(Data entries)
+ + + + + + +

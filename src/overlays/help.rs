use ratatui::{
    style::{Color, Style},
    text::{Line, Span},
    widgets::{Block, Borders, Clear, Paragraph},
    Frame,
};

use super::util::{centered_rect, shortcut_line};
use crate::util::Shortcut;

pub fn render_help_overlay(frame: &mut Frame, shortcuts: &[Shortcut]) {
    let mut lines: Vec<Line> = Vec::new();
    lines.push(Line::from(""));

    lines.push(Line::from(Span::styled(
        "  Board",
        Style::default().fg(Color::White),
    )));
    for shortcut in shortcuts {
        lines.push(shortcut_line(*shortcut));
    }

    lines.push(Line::from(""));

    lines.push(Line::from(Span::styled(
        "  Global",
        Style::default().fg(Color::White),
    )));
    let global_shortcuts = [
        Shortcut::new("?", "Toggle help"),
        Shortcut::new("q", "Quit"),
    ];
    for shortcut in global_shortcuts {
        lines.push(shortcut_line(shortcut));
    }

    lines.push(Line::from(""));

    lines.push(Line::from(Span::styled(
        "  Mouse",
        Style::default().fg(Color::White),
    )));
    lines.push(Line::from(Span::raw("    Drag a task to move it")));
    lines.push(Line::from(Span::raw("    Click + Add item to add one")));

    lines.push(Line::from(""));

    let content_height = lines.len() as u16 + 2;
    let overlay_width = 34u16;
    let overlay_height = content_height.min(frame.area().height.saturating_sub(4));

    let overlay_area = centered_rect(frame.area(), overlay_width, overlay_height);
    frame.render_widget(Clear, overlay_area);

    let block = Block::default()
        .title(" Help ")
        .borders(Borders::ALL)
        .border_style(Style::default().fg(Color::Cyan));

    let paragraph = Paragraph::new(lines).block(block);
    frame.render_widget(paragraph, overlay_area);
}
mod board;
mod util;

pub use board::{BoardPanel, Drag, Hit};
pub use util::KeyHandleResult;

+ + + + + + +

→ What this task involves
Copy, please, every line from the start of the entries down to the line that holds "pub fn render_help_overlay(frame: &mut", with both of those lines included and no others.

→ Reply to the exercise
filename src/overlays/help.rs
use ratatui::{
    style::{Color, Style},
    text::{Line, Span},
    widgets::{Block, Borders, Clear, Paragraph},
    Frame,
};

use super::util::{centered_rect, shortcut_line};
use crate::util::Shortcut;

pub fn render_help_overlay(frame: &mut Frame, shortcuts: &[Shortcut]) {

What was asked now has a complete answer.